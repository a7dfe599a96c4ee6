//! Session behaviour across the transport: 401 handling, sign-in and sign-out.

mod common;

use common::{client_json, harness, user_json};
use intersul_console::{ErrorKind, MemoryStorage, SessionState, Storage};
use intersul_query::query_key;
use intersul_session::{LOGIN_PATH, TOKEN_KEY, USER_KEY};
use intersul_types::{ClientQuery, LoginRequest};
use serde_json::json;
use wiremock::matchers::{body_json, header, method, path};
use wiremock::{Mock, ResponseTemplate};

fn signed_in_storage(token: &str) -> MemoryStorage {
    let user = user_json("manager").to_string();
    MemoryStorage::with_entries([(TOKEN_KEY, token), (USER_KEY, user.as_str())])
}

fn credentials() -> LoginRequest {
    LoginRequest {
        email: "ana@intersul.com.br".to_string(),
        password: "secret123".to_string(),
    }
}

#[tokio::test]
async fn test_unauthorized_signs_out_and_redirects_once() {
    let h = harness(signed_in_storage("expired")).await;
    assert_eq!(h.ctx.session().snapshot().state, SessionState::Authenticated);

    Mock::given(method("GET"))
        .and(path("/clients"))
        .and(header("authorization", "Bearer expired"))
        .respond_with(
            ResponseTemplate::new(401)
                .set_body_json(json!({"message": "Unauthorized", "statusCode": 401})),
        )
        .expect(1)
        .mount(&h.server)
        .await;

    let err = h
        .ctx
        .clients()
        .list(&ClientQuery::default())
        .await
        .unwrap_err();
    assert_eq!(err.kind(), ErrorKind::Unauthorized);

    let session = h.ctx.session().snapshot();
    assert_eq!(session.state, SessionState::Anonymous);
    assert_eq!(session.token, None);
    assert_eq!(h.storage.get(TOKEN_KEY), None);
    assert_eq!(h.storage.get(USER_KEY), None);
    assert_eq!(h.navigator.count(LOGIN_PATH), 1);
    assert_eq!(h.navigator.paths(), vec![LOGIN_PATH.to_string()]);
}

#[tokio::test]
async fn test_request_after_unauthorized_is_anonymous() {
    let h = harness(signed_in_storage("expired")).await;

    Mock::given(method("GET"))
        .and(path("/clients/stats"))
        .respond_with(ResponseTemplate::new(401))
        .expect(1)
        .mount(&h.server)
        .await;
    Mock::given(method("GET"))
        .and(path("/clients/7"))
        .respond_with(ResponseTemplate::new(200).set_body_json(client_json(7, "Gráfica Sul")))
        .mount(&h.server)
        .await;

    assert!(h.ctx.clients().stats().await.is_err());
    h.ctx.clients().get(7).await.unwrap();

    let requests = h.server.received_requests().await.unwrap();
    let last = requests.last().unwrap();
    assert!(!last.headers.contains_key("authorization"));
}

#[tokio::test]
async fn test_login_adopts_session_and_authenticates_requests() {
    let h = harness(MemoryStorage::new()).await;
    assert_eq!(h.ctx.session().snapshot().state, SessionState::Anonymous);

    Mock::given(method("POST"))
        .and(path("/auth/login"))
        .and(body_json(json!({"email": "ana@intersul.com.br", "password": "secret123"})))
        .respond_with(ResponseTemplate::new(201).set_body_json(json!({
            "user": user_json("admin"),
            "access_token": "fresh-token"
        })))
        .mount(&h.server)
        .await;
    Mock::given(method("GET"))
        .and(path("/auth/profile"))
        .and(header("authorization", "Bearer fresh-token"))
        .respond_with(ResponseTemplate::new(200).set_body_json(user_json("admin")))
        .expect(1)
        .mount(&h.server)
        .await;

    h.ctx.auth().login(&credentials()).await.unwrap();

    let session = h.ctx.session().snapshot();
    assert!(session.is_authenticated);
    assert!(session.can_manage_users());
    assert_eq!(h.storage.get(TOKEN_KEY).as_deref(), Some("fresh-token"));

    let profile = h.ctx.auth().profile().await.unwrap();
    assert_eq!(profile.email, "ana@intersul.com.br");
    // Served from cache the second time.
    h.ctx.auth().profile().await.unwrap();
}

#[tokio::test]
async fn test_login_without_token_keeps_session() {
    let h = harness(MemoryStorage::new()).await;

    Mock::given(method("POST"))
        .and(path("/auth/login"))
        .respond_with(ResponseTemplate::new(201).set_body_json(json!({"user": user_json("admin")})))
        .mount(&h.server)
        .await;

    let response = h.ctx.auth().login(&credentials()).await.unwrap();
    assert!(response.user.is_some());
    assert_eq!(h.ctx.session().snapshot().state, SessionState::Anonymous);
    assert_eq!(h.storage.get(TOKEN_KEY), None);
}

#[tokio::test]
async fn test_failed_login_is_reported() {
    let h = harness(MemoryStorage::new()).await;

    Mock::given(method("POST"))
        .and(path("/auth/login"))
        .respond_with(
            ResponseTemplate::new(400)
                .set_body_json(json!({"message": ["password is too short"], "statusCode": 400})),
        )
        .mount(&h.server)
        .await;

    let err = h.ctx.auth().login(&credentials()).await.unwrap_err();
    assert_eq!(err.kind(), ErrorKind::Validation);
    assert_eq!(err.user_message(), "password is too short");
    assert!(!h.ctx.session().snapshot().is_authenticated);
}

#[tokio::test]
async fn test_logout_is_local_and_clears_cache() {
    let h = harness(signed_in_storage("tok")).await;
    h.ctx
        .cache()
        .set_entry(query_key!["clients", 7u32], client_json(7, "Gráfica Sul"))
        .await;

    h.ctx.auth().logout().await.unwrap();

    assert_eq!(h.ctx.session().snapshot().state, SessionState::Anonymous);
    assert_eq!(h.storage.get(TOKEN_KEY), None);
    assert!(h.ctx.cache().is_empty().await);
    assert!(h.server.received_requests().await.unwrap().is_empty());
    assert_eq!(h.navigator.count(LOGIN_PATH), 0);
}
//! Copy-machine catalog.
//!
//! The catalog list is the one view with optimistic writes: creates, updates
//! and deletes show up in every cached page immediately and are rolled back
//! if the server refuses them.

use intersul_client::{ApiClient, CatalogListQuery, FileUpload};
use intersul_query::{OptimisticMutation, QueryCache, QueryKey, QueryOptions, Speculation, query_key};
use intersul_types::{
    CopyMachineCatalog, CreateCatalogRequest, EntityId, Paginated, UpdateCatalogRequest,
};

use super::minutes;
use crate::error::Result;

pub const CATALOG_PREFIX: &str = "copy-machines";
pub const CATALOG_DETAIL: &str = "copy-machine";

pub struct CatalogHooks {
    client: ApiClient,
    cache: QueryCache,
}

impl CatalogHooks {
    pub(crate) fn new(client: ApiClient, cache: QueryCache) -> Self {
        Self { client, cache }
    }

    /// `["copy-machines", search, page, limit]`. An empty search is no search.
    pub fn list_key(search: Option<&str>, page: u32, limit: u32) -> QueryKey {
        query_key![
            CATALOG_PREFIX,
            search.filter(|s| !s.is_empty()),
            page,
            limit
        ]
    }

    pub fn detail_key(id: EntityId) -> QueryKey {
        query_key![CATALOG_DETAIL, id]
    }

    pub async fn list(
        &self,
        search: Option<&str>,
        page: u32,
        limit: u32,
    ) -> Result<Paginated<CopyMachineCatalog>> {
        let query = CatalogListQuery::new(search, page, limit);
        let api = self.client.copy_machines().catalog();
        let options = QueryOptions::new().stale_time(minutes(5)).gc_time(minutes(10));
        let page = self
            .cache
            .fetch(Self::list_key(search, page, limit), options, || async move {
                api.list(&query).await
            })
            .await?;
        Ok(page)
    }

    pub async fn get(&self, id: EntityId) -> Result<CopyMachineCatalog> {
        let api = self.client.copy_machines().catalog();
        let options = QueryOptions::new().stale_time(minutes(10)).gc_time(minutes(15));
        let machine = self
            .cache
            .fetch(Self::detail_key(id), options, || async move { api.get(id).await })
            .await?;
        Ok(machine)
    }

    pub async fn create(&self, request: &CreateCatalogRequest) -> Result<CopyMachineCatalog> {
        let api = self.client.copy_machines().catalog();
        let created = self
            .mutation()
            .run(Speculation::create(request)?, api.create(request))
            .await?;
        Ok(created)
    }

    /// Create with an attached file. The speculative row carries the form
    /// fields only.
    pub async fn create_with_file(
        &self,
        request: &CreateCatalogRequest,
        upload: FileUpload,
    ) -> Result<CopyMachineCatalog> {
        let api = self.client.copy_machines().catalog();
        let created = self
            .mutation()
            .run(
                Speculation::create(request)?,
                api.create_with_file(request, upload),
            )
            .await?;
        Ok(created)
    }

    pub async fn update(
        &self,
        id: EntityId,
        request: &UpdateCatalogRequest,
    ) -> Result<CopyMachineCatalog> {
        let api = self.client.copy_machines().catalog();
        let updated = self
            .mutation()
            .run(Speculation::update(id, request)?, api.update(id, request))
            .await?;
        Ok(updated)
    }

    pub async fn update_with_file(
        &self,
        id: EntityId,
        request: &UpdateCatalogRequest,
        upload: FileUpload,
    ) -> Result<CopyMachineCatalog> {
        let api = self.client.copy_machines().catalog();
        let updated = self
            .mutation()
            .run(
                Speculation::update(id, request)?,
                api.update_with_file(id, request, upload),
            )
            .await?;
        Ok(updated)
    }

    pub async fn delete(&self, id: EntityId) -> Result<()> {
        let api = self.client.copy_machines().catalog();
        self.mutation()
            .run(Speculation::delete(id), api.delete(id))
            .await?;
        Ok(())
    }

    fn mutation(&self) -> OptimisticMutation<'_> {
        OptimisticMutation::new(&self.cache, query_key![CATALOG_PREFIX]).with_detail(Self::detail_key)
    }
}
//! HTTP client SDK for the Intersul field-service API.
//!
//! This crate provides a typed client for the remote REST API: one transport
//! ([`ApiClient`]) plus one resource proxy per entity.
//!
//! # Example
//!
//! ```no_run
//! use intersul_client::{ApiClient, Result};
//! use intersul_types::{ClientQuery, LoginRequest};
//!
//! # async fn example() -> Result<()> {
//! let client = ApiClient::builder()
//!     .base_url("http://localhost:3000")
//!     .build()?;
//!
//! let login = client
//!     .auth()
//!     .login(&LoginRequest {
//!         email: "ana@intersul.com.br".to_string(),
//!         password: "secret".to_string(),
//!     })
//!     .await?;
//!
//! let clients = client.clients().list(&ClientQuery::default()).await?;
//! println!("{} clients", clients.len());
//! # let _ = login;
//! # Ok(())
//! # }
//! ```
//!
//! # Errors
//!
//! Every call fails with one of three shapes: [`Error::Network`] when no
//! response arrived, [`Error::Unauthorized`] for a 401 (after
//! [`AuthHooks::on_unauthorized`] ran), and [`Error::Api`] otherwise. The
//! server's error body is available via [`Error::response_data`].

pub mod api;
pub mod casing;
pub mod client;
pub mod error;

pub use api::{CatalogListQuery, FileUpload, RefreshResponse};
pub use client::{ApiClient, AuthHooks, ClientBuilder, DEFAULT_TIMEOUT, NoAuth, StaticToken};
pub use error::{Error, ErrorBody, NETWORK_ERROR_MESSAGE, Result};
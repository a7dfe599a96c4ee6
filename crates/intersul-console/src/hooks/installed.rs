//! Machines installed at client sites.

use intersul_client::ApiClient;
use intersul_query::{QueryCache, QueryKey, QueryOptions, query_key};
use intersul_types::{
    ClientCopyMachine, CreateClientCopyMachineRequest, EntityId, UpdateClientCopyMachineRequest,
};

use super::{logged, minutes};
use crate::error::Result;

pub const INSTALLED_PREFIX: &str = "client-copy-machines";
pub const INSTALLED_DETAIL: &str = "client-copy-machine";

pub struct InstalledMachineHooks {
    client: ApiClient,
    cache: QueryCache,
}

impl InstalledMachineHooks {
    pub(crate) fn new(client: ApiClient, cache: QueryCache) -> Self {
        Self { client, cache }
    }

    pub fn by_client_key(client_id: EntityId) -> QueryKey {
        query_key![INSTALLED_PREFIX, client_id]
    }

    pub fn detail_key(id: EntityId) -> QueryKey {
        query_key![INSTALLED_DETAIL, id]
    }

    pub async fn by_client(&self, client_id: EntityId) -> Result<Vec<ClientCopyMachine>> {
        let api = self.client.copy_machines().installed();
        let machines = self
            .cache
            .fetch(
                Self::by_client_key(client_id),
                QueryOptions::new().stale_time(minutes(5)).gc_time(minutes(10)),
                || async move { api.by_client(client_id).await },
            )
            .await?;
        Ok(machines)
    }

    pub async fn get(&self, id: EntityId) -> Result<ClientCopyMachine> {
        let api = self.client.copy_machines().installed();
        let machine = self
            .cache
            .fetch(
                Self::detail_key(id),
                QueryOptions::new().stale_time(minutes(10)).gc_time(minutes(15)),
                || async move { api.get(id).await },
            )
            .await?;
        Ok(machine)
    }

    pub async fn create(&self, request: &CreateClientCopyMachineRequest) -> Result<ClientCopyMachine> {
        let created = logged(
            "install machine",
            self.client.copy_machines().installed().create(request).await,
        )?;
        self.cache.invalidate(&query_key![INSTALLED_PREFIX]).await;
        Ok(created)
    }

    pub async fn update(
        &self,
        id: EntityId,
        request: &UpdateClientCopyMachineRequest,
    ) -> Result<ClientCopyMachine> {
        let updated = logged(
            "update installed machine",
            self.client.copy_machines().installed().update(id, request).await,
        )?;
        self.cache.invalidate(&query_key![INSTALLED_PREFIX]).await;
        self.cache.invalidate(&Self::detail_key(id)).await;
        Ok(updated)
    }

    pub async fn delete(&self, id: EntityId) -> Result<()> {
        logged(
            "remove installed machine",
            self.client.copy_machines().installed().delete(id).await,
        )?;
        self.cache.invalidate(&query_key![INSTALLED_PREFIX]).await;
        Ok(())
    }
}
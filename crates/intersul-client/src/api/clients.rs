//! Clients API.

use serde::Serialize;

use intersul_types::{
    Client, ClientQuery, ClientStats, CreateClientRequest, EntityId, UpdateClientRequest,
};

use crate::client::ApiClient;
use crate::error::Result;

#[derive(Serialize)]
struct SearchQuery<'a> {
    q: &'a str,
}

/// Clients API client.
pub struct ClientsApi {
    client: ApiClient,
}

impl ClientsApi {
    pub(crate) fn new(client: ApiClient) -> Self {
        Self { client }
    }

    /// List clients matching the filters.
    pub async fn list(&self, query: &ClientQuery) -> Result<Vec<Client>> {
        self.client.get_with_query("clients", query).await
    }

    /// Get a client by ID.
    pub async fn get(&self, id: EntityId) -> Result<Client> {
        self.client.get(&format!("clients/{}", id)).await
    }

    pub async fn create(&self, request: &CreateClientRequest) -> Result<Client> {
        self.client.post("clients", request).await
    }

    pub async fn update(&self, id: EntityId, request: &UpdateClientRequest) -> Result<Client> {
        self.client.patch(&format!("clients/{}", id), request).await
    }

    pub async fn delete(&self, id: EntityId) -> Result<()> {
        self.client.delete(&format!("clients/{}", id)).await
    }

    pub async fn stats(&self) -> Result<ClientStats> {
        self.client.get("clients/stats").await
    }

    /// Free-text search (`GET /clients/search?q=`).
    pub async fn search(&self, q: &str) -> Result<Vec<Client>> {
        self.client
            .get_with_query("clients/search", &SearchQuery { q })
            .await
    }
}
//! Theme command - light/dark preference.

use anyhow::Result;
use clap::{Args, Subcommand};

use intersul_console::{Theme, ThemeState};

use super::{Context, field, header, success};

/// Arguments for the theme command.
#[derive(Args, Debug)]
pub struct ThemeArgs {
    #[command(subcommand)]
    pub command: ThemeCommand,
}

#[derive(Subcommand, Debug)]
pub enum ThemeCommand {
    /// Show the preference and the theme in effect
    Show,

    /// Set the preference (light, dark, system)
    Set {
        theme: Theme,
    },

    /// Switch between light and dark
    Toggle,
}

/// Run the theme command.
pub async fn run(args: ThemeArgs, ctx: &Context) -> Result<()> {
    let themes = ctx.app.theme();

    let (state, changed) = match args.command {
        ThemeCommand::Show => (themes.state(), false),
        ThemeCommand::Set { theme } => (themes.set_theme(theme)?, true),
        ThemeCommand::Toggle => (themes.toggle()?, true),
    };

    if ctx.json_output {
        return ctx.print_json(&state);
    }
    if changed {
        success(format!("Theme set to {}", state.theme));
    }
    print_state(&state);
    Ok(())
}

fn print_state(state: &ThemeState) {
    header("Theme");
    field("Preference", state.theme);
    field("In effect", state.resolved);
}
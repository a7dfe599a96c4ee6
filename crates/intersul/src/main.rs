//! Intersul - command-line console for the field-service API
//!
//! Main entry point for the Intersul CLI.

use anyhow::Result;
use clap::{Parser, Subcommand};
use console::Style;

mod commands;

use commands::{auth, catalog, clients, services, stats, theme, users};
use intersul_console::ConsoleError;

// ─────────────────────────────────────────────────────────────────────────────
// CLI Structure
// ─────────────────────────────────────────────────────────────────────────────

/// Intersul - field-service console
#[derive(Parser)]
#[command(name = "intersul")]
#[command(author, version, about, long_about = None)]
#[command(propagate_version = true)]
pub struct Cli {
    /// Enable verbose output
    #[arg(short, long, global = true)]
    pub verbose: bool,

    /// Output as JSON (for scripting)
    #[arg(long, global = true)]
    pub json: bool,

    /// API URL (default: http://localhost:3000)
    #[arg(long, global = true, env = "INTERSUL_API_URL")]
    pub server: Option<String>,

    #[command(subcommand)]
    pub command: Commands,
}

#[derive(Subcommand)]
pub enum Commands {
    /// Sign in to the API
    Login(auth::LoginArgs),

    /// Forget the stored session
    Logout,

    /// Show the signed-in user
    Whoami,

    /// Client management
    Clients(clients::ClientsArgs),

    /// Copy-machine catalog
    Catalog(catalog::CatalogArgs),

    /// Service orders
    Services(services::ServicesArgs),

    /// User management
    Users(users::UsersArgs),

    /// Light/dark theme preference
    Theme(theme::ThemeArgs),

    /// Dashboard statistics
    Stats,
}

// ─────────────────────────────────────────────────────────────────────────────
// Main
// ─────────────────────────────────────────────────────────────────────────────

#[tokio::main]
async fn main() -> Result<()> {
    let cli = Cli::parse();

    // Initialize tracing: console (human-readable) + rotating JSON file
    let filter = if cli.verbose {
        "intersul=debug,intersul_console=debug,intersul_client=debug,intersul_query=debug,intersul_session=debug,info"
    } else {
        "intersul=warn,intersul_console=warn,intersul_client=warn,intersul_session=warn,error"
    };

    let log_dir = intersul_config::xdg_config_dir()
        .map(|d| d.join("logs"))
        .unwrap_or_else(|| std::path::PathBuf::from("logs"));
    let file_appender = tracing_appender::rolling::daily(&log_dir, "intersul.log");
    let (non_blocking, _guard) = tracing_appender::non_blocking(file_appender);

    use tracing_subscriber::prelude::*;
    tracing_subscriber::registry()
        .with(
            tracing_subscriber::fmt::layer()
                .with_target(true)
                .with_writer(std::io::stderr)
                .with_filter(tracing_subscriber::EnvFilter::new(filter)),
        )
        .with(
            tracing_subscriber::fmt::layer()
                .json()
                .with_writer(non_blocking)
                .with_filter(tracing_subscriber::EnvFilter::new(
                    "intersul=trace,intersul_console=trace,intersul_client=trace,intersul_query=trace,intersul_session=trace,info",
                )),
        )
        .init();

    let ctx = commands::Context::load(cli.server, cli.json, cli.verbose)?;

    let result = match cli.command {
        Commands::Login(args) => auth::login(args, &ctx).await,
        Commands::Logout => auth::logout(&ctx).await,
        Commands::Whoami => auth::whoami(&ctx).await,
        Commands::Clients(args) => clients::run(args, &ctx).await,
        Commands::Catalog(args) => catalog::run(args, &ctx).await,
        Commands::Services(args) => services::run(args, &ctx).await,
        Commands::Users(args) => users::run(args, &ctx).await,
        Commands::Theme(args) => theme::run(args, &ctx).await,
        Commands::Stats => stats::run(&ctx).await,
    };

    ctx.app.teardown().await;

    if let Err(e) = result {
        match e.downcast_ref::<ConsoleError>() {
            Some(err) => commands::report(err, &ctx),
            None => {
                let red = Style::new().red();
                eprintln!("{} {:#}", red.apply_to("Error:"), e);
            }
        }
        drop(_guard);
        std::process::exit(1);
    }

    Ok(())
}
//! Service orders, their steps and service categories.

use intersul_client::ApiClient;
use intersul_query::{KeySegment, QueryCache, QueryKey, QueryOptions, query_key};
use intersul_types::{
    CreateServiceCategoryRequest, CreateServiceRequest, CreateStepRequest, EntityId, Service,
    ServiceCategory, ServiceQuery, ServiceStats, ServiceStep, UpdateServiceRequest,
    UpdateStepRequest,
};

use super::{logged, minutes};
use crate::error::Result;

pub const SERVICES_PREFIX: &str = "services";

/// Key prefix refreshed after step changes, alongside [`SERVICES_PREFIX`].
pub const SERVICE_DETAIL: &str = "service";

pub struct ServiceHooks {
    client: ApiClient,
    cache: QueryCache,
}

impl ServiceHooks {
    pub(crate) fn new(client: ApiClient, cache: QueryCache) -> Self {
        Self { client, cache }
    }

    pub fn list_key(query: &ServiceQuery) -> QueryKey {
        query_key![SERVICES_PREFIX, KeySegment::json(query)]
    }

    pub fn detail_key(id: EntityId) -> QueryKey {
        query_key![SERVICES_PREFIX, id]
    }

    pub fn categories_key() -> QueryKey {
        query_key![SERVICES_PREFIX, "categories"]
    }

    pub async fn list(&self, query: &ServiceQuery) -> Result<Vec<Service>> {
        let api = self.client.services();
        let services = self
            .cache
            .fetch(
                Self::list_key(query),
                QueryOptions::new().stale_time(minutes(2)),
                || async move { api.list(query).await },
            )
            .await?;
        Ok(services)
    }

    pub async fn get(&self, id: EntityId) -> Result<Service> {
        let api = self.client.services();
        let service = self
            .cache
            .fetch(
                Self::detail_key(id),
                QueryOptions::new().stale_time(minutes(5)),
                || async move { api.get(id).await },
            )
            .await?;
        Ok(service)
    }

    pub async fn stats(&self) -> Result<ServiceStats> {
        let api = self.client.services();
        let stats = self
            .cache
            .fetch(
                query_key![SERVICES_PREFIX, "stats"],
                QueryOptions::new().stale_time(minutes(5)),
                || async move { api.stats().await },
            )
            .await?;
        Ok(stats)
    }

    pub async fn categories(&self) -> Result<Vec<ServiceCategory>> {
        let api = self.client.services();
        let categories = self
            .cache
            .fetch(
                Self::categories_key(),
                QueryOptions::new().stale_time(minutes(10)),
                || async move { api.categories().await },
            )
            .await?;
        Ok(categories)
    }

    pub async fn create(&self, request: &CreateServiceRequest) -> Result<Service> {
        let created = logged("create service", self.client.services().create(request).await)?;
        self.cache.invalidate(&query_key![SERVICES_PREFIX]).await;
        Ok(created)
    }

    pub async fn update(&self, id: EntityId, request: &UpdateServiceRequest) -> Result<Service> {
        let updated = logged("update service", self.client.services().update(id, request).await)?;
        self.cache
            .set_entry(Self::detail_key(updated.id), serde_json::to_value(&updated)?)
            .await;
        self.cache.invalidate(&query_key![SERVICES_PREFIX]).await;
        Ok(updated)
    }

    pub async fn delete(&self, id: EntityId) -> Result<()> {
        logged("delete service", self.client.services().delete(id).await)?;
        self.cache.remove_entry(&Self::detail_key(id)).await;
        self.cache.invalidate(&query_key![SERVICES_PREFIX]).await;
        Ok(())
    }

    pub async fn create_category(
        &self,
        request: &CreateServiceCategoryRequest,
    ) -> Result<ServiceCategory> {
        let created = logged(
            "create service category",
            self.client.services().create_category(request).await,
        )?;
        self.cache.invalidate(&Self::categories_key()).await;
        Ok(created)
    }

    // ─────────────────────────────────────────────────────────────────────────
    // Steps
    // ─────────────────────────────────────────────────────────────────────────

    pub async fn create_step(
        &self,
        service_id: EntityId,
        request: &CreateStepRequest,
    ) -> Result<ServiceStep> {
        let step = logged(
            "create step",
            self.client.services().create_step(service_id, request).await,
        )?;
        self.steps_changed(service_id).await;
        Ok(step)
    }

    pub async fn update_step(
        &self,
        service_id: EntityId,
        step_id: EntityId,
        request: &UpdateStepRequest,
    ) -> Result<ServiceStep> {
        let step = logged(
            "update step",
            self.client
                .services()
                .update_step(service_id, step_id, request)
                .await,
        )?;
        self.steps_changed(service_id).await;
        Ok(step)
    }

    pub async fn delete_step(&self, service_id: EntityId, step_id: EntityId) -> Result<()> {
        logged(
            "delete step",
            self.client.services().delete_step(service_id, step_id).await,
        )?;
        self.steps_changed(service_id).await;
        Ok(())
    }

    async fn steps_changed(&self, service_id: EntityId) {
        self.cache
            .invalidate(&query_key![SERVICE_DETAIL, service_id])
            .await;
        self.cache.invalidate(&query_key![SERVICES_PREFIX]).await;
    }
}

WORK REQUEST>
In the entries above, restate word for word the lines between the one holding "ResponseTemplate::new(400)" and the one holding "assert_eq!(err.kind(), ErrorKind::Validation);", inclusive, and nothing besides.

ANSWER FOR THE TASK>
            ResponseTemplate::new(400)
                .set_body_json(json!({"message": ["password is too short"], "statusCode": 400})),
        )
        .mount(&h.server)
        .await;

    let err = h.ctx.auth().login(&credentials()).await.unwrap_err();
    assert_eq!(err.kind(), ErrorKind::Validation);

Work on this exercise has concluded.